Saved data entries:
***
// SPDX-License-Identifier: BUSL-1.1
// Copyright (c) 2026 Alfred Jean LLC

use super::*;
use afd_core::host::HostStatusFlags;
use afd_core::{DirId, DirectorySlot, HostId, HostSlot};
use afd_storage::MaterializedState;
use std::sync::Arc;
use tempfile::TempDir;

fn build_config(root: &TempDir) -> crate::config::Config {
    let state_dir = root.path().to_path_buf();
    crate::config::Config {
        socket_path: state_dir.join("afd.sock"),
        lock_path: state_dir.join("afd.pid"),
        version_path: state_dir.join("afd.version"),
        log_path: state_dir.join("afd.log"),
        wal_path: state_dir.join("wal").join("events.wal"),
        snapshot_path: state_dir.join("snapshot.json"),
        counter_path: state_dir.join("unique_counter"),
        host_config_path: state_dir.join("host_config.toml"),
        dir_config_path: state_dir.join("dir_config.toml"),
        route_file_path: state_dir.join("route_config.toml"),
        tuning_path: state_dir.join("afd.toml"),
        spool_root: state_dir.join("spool"),
        watch_root: state_dir.join("watch"),
        state_dir,
    }
}

async fn start_daemon(root: &TempDir, state: MaterializedState) -> DaemonState {
    let config = build_config(root);
    afd_storage::Snapshot::new(0, state).save(&config.snapshot_path).unwrap();
    crate::lifecycle::startup(&config).await.unwrap().daemon
}

#[tokio::test]
async fn watch_tick_stages_new_files_into_a_pending_job() {
    let root = TempDir::new().unwrap();
    let mut state = MaterializedState::default();
    let dir_id = DirId::new(1);
    let dir = DirectorySlot::new(dir_id, "outbound");
    state.dirs.insert(dir_id, dir);

    let daemon = start_daemon(&root, state).await;

    let source_dir = daemon.config.watch_root.join("outbound");
    std::fs::create_dir_all(&source_dir).unwrap();
    std::fs::write(source_dir.join("a.dat"), b"hello").unwrap();

    run_watch_tick(&daemon);

    assert_eq!(daemon.state.lock().pending_jobs.len(), 1);
}

#[tokio::test]
async fn watch_tick_is_a_no_op_when_amg_is_disabled() {
    let root = TempDir::new().unwrap();
    let mut state = MaterializedState::default();
    let dir_id = DirId::new(1);
    state.dirs.insert(dir_id, DirectorySlot::new(dir_id, "outbound"));

    let daemon = start_daemon(&root, state).await;
    daemon.toggles.amg_enabled.store(false, Ordering::SeqCst);

    let source_dir = daemon.config.watch_root.join("outbound");
    std::fs::create_dir_all(&source_dir).unwrap();
    std::fs::write(source_dir.join("a.dat"), b"hello").unwrap();

    run_watch_tick(&daemon);

    assert_eq!(daemon.state.lock().pending_jobs.len(), 0);
}

#[tokio::test]
async fn retry_tick_clears_auto_pause_once_the_backoff_timer_fires() {
    let root = TempDir::new().unwrap();
    let mut state = MaterializedState::default();
    let host_id = HostId::new(1);
    let mut host = HostSlot::new(host_id, "mirror1", 1);
    host.host_status.insert(HostStatusFlags::AUTO_PAUSE_QUEUE);
    state.hosts.insert(host_id, host);

    let daemon = start_daemon(&root, state).await;
    daemon.retry.lock().schedule_failure(
        host_id,
        std::time::Instant::now(),
        Duration::from_millis(0),
        Duration::from_millis(0),
    );

    run_retry_tick(&daemon);

    let flags = daemon.state.lock().host(host_id).unwrap().host_status;
    assert!(!flags.contains(HostStatusFlags::AUTO_PAUSE_QUEUE));
}

#[tokio::test]
async fn dispatch_tick_runs_a_job_end_to_end_with_the_loc_adapter() {
    let root = TempDir::new().unwrap();
    let dest = TempDir::new().unwrap();

    let mut state = MaterializedState::default();
    let host_id = HostId::new(1);
    let mut host = HostSlot::new(host_id, "mirror1", 1);
    host.real_hostname[0] = dest.path().display().to_string();
    state.hosts.insert(host_id, host);

    let dir_id = DirId::new(1);
    state.dirs.insert(dir_id, DirectorySlot::new(dir_id, "outbound"));

    let daemon = start_daemon(&root, state).await;
    daemon.routes.lock().insert(dir_id, host_id);

    let source_dir = daemon.config.watch_root.join("outbound");
    std::fs::create_dir_all(&source_dir).unwrap();
    std::fs::write(source_dir.join("a.dat"), b"hello").unwrap();
    run_watch_tick(&daemon);
    assert_eq!(daemon.state.lock().pending_jobs.len(), 1);

    let daemon = Arc::new(daemon);
    run_dispatch_tick(&daemon);

    for _ in 0..50 {
        if daemon.state.lock().pending_jobs.is_empty()
            && !daemon.state.lock().host(host_id).unwrap().job_slots[0].is_owned()
        {
            break;
        }
        tokio::time::sleep(Duration::from_millis(20)).await;
    }

    assert!(dest.path().join("a.dat").exists());
    let host_after = daemon.state.lock();
    let host_after = host_after.host(host_id).unwrap();
    assert!(!host_after.job_slots[0].is_owned());
    // Enqueue established a backlog of 1 file; the completed send drains it
    // back to zero (spec §8 scenario 1).
    assert_eq!(host_after.total_file_counter, 0);
}
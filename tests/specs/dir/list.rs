//! Directory listing and inspection specs.

use crate::prelude::*;

const ONE_DIR_CONFIG: &str = r#"
version = 1

[[dirs]]
dir_id = 1
dir_alias = "outbound"
host_alias = "mirror1"
"#;

#[test]
fn dir_list_is_empty_with_no_dir_config() {
    let env = Env::empty();
    env.afd().args(&["daemon", "start"]).passes();

    env.afd()
        .args(&["dir", "list"])
        .passes()
        .stdout_lacks("outbound");
}

#[test]
fn dir_list_shows_a_configured_directory() {
    let env = Env::empty();
    std::fs::write(env.state_path().join("dir_config.toml"), ONE_DIR_CONFIG).unwrap();
    env.afd().args(&["daemon", "start"]).passes();

    env.afd()
        .args(&["dir", "list"])
        .passes()
        .stdout_has("outbound")
        .stdout_has("mirror1");
}

#[test]
fn dir_show_reports_full_status_for_a_known_directory() {
    let env = Env::empty();
    std::fs::write(env.state_path().join("dir_config.toml"), ONE_DIR_CONFIG).unwrap();
    env.afd().args(&["daemon", "start"]).passes();

    env.afd()
        .args(&["dir", "show", "outbound"])
        .passes()
        .stdout_has("outbound")
        .stdout_has("mirror1");
}

#[test]
fn dir_disable_then_enable_round_trips() {
    let env = Env::empty();
    std::fs::write(env.state_path().join("dir_config.toml"), ONE_DIR_CONFIG).unwrap();
    env.afd().args(&["daemon", "start"]).passes();

    env.afd().args(&["dir", "disable", "outbound"]).passes();
    env.afd().args(&["dir", "enable", "outbound"]).passes();
}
***
Assigned task
The records above are to be transcribed exactly, with nothing left out.

Answer box
// SPDX-License-Identifier: BUSL-1.1
// Copyright (c) 2026 Alfred Jean LLC

use super::*;
use afd_core::host::HostStatusFlags;
use afd_core::{DirId, DirectorySlot, HostId, HostSlot};
use afd_storage::MaterializedState;
use std::sync::Arc;
use tempfile::TempDir;

fn build_config(root: &TempDir) -> crate::config::Config {
    let state_dir = root.path().to_path_buf();
    crate::config::Config {
        socket_path: state_dir.join("afd.sock"),
        lock_path: state_dir.join("afd.pid"),
        version_path: state_dir.join("afd.version"),
        log_path: state_dir.join("afd.log"),
        wal_path: state_dir.join("wal").join("events.wal"),
        snapshot_path: state_dir.join("snapshot.json"),
        counter_path: state_dir.join("unique_counter"),
        host_config_path: state_dir.join("host_config.toml"),
        dir_config_path: state_dir.join("dir_config.toml"),
        route_file_path: state_dir.join("route_config.toml"),
        tuning_path: state_dir.join("afd.toml"),
        spool_root: state_dir.join("spool"),
        watch_root: state_dir.join("watch"),
        state_dir,
    }
}

async fn start_daemon(root: &TempDir, state: MaterializedState) -> DaemonState {
    let config = build_config(root);
    afd_storage::Snapshot::new(0, state).save(&config.snapshot_path).unwrap();
    crate::lifecycle::startup(&config).await.unwrap().daemon
}

#[tokio::test]
async fn watch_tick_stages_new_files_into_a_pending_job() {
    let root = TempDir::new().unwrap();
    let mut state = MaterializedState::default();
    let dir_id = DirId::new(1);
    let dir = DirectorySlot::new(dir_id, "outbound");
    state.dirs.insert(dir_id, dir);

    let daemon = start_daemon(&root, state).await;

    let source_dir = daemon.config.watch_root.join("outbound");
    std::fs::create_dir_all(&source_dir).unwrap();
    std::fs::write(source_dir.join("a.dat"), b"hello").unwrap();

    run_watch_tick(&daemon);

    assert_eq!(daemon.state.lock().pending_jobs.len(), 1);
}

#[tokio::test]
async fn watch_tick_is_a_no_op_when_amg_is_disabled() {
    let root = TempDir::new().unwrap();
    let mut state = MaterializedState::default();
    let dir_id = DirId::new(1);
    state.dirs.insert(dir_id, DirectorySlot::new(dir_id, "outbound"));

    let daemon = start_daemon(&root, state).await;
    daemon.toggles.amg_enabled.store(false, Ordering::SeqCst);

    let source_dir = daemon.config.watch_root.join("outbound");
    std::fs::create_dir_all(&source_dir).unwrap();
    std::fs::write(source_dir.join("a.dat"), b"hello").unwrap();

    run_watch_tick(&daemon);

    assert_eq!(daemon.state.lock().pending_jobs.len(), 0);
}

#[tokio::test]
async fn retry_tick_clears_auto_pause_once_the_backoff_timer_fires() {
    let root = TempDir::new().unwrap();
    let mut state = MaterializedState::default();
    let host_id = HostId::new(1);
    let mut host = HostSlot::new(host_id, "mirror1", 1);
    host.host_status.insert(HostStatusFlags::AUTO_PAUSE_QUEUE);
    state.hosts.insert(host_id, host);

    let daemon = start_daemon(&root, state).await;
    daemon.retry.lock().schedule_failure(
        host_id,
        std::time::Instant::now(),
        Duration::from_millis(0),
        Duration::from_millis(0),
    );

    run_retry_tick(&daemon);

    let flags = daemon.state.lock().host(host_id).unwrap().host_status;
    assert!(!flags.contains(HostStatusFlags::AUTO_PAUSE_QUEUE));
}

#[tokio::test]
async fn dispatch_tick_runs_a_job_end_to_end_with_the_loc_adapter() {
    let root = TempDir::new().unwrap();
    let dest = TempDir::new().unwrap();

    let mut state = MaterializedState::default();
    let host_id = HostId::new(1);
    let mut host = HostSlot::new(host_id, "mirror1", 1);
    host.real_hostname[0] = dest.path().display().to_string();
    state.hosts.insert(host_id, host);

    let dir_id = DirId::new(1);
    state.dirs.insert(dir_id, DirectorySlot::new(dir_id, "outbound"));

    let daemon = start_daemon(&root, state).await;
    daemon.routes.lock().insert(dir_id, host_id);

    let source_dir = daemon.config.watch_root.join("outbound");
    std::fs::create_dir_all(&source_dir).unwrap();
    std::fs::write(source_dir.join("a.dat"), b"hello").unwrap();
    run_watch_tick(&daemon);
    assert_eq!(daemon.state.lock().pending_jobs.len(), 1);

    let daemon = Arc::new(daemon);
    run_dispatch_tick(&daemon);

    for _ in 0..50 {
        if daemon.state.lock().pending_jobs.is_empty()
            && !daemon.state.lock().host(host_id).unwrap().job_slots[0].is_owned()
        {
            break;
        }
        tokio::time::sleep(Duration::from_millis(20)).await;
    }

    assert!(dest.path().join("a.dat").exists());
    let host_after = daemon.state.lock();
    let host_after = host_after.host(host_id).unwrap();
    assert!(!host_after.job_slots[0].is_owned());
    // Enqueue established a backlog of 1 file; the completed send drains it
    // back to zero (spec §8 scenario 1).
    assert_eq!(host_after.total_file_counter, 0);
}
filename tests/specs/dir/list.rs
//! Directory listing and inspection specs.

use crate::prelude::*;

const ONE_DIR_CONFIG: &str = r#"
version = 1

[[dirs]]
dir_id = 1
dir_alias = "outbound"
host_alias = "mirror1"
"#;

#[test]
fn dir_list_is_empty_with_no_dir_config() {
    let env = Env::empty();
    env.afd().args(&["daemon", "start"]).passes();

    env.afd()
        .args(&["dir", "list"])
        .passes()
        .stdout_lacks("outbound");
}

#[test]
fn dir_list_shows_a_configured_directory() {
    let env = Env::empty();
    std::fs::write(env.state_path().join("dir_config.toml"), ONE_DIR_CONFIG).unwrap();
    env.afd().args(&["daemon", "start"]).passes();

    env.afd()
        .args(&["dir", "list"])
        .passes()
        .stdout_has("outbound")
        .stdout_has("mirror1");
}

#[test]
fn dir_show_reports_full_status_for_a_known_directory() {
    let env = Env::empty();
    std::fs::write(env.state_path().join("dir_config.toml"), ONE_DIR_CONFIG).unwrap();
    env.afd().args(&["daemon", "start"]).passes();

    env.afd()
        .args(&["dir", "show", "outbound"])
        .passes()
        .stdout_has("outbound")
        .stdout_has("mirror1");
}

#[test]
fn dir_disable_then_enable_round_trips() {
    let env = Env::empty();
    std::fs::write(env.state_path().join("dir_config.toml"), ONE_DIR_CONFIG).unwrap();
    env.afd().args(&["daemon", "start"]).passes();

    env.afd().args(&["dir", "disable", "outbound"]).passes();
    env.afd().args(&["dir", "enable", "outbound"]).passes();
}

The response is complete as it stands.